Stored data
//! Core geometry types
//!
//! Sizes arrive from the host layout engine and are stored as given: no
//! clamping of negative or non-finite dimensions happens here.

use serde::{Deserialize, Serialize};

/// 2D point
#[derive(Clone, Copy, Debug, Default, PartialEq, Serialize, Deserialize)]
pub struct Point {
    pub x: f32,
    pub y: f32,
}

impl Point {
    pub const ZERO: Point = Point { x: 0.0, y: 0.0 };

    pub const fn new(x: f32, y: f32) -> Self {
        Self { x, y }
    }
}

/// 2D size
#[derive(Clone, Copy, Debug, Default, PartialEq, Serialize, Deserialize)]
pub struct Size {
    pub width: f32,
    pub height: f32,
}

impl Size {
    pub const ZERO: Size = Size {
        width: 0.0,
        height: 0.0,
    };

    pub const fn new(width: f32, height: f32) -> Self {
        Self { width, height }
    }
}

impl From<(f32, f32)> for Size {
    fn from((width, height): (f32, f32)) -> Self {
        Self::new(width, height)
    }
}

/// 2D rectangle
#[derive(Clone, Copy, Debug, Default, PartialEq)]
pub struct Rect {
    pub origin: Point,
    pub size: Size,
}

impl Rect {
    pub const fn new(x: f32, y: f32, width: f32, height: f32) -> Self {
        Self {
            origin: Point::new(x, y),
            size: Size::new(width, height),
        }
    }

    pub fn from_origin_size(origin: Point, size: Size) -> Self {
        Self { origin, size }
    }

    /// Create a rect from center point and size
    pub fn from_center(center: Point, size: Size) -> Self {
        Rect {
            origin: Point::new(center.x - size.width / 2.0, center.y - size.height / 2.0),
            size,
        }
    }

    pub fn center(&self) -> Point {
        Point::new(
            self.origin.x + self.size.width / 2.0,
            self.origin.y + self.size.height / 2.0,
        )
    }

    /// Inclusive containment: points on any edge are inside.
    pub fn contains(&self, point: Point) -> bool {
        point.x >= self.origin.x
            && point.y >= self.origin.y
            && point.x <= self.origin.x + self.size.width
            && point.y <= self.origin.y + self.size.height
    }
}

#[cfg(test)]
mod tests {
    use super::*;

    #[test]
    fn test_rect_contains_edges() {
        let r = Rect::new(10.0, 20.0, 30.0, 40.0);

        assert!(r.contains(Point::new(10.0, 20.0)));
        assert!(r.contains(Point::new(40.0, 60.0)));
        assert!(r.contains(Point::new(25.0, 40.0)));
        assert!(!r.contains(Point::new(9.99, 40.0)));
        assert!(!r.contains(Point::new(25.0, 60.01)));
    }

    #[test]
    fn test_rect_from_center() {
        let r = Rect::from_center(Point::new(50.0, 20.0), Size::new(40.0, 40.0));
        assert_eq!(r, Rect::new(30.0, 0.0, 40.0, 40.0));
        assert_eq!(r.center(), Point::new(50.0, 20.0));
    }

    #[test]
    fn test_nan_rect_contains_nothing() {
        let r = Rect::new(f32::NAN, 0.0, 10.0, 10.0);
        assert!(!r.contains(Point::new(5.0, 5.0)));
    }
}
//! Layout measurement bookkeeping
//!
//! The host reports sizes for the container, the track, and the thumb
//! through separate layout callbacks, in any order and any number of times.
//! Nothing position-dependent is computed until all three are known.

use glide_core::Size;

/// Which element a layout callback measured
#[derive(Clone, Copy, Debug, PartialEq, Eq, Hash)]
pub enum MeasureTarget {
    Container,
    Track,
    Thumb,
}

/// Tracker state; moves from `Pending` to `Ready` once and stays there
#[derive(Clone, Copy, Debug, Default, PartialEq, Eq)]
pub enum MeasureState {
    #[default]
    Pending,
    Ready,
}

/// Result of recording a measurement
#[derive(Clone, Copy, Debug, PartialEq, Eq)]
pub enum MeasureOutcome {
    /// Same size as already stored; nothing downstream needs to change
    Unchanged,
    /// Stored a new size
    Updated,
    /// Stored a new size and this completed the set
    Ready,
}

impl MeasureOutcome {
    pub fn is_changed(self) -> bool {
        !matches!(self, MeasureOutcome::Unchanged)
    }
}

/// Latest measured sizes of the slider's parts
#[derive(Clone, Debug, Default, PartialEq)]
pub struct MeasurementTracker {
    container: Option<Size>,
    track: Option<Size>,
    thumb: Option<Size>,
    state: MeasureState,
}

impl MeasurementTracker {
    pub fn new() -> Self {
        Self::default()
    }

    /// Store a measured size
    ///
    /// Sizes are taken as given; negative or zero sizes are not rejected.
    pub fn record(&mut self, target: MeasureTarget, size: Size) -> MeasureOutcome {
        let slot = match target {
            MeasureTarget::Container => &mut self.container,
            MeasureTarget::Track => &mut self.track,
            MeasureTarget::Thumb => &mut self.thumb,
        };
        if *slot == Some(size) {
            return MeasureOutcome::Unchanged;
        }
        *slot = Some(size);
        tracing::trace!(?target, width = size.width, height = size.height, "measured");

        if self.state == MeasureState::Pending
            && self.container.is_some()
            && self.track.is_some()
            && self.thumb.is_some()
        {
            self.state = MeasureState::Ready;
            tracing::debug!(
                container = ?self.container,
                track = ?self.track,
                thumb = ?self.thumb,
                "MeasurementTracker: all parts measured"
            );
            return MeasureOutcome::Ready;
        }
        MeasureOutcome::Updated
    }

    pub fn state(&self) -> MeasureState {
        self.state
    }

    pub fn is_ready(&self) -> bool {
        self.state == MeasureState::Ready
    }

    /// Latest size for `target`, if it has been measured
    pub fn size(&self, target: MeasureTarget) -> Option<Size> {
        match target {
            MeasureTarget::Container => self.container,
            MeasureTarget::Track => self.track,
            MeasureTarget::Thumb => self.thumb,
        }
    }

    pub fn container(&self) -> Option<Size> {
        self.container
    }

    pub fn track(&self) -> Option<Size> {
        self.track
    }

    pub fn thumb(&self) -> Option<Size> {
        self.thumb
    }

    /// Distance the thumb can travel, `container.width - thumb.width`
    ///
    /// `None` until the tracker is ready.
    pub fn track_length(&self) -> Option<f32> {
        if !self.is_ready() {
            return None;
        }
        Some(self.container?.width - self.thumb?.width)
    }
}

TASK TO COMPLETE:
Print, from the entries above, the line with "20.0), Size::new(40.0, 40.0));", the line with "let r = Rect::new(f32::NAN, 0.0, 10.0, 10.0);" and all lines between them, exactly and with nothing else.

EXERCISE RESULT:
        let r = Rect::from_center(Point::new(50.0, 20.0), Size::new(40.0, 40.0));
        assert_eq!(r, Rect::new(30.0, 0.0, 40.0, 40.0));
        assert_eq!(r.center(), Point::new(50.0, 20.0));
    }

    #[test]
    fn test_nan_rect_contains_nothing() {
        let r = Rect::new(f32::NAN, 0.0, 10.0, 10.0);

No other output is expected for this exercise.